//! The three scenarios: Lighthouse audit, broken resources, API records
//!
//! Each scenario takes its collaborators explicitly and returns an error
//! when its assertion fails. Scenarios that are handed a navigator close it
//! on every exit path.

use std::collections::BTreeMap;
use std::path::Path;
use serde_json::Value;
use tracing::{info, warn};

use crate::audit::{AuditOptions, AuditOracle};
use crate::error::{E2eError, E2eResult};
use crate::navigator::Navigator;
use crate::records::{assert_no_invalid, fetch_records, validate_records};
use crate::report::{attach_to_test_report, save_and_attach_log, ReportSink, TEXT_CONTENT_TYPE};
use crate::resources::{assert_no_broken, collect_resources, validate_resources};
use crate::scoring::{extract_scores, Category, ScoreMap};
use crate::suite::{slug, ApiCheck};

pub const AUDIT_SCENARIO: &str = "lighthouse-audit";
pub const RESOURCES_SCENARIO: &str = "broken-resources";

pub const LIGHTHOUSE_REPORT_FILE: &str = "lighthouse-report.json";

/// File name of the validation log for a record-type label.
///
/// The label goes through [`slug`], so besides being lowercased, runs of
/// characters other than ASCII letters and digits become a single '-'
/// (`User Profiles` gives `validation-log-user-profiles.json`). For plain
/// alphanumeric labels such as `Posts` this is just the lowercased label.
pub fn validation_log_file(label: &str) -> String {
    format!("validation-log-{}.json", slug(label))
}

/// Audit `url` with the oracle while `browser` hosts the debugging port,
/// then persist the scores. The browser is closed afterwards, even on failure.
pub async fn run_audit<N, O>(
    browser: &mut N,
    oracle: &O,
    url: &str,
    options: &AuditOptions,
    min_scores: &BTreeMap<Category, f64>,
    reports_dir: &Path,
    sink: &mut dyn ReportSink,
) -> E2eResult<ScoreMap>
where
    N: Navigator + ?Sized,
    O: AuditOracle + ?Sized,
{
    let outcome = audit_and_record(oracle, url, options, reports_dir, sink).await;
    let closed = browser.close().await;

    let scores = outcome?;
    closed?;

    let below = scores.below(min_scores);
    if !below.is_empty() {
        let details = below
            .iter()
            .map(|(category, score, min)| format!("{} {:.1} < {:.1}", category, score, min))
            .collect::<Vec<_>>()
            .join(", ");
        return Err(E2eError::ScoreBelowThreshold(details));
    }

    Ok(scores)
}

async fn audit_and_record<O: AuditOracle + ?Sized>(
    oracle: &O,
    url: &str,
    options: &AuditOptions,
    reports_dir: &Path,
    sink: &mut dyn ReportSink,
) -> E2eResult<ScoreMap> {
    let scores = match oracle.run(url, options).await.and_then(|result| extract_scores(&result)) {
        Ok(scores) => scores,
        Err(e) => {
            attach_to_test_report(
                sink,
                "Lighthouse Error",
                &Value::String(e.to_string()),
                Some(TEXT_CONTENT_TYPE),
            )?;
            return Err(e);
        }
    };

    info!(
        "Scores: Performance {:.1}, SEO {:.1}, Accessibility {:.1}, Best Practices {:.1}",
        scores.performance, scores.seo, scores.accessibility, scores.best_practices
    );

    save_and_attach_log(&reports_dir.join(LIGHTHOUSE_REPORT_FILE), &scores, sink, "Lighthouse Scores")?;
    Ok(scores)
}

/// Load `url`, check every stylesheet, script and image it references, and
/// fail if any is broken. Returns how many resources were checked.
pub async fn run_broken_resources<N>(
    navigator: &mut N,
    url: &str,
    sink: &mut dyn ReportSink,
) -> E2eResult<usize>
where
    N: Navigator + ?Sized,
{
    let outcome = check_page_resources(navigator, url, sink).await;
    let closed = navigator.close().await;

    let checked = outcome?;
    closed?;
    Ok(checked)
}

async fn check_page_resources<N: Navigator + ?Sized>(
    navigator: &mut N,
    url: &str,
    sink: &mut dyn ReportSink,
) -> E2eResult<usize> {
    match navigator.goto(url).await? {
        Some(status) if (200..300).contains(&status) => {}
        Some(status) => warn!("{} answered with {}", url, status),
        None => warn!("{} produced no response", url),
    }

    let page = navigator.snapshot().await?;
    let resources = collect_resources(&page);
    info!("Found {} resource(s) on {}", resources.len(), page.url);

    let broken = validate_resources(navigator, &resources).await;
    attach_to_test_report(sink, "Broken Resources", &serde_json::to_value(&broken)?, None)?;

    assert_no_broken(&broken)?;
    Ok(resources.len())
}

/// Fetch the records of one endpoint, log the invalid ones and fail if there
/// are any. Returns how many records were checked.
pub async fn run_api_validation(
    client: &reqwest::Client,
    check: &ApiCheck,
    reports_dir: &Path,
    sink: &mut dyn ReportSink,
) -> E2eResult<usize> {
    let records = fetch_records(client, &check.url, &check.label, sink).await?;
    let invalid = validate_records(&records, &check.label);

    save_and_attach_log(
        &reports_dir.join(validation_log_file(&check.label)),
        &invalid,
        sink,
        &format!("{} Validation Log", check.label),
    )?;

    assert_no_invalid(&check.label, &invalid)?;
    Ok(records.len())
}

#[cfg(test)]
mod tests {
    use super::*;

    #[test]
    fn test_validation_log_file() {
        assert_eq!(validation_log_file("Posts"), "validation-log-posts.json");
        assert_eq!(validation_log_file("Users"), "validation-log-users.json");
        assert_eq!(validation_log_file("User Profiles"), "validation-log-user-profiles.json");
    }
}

__________

* [Task goal] The answer should be nothing but the number of lines in this data that include "with".

* [Result for this exercise] 2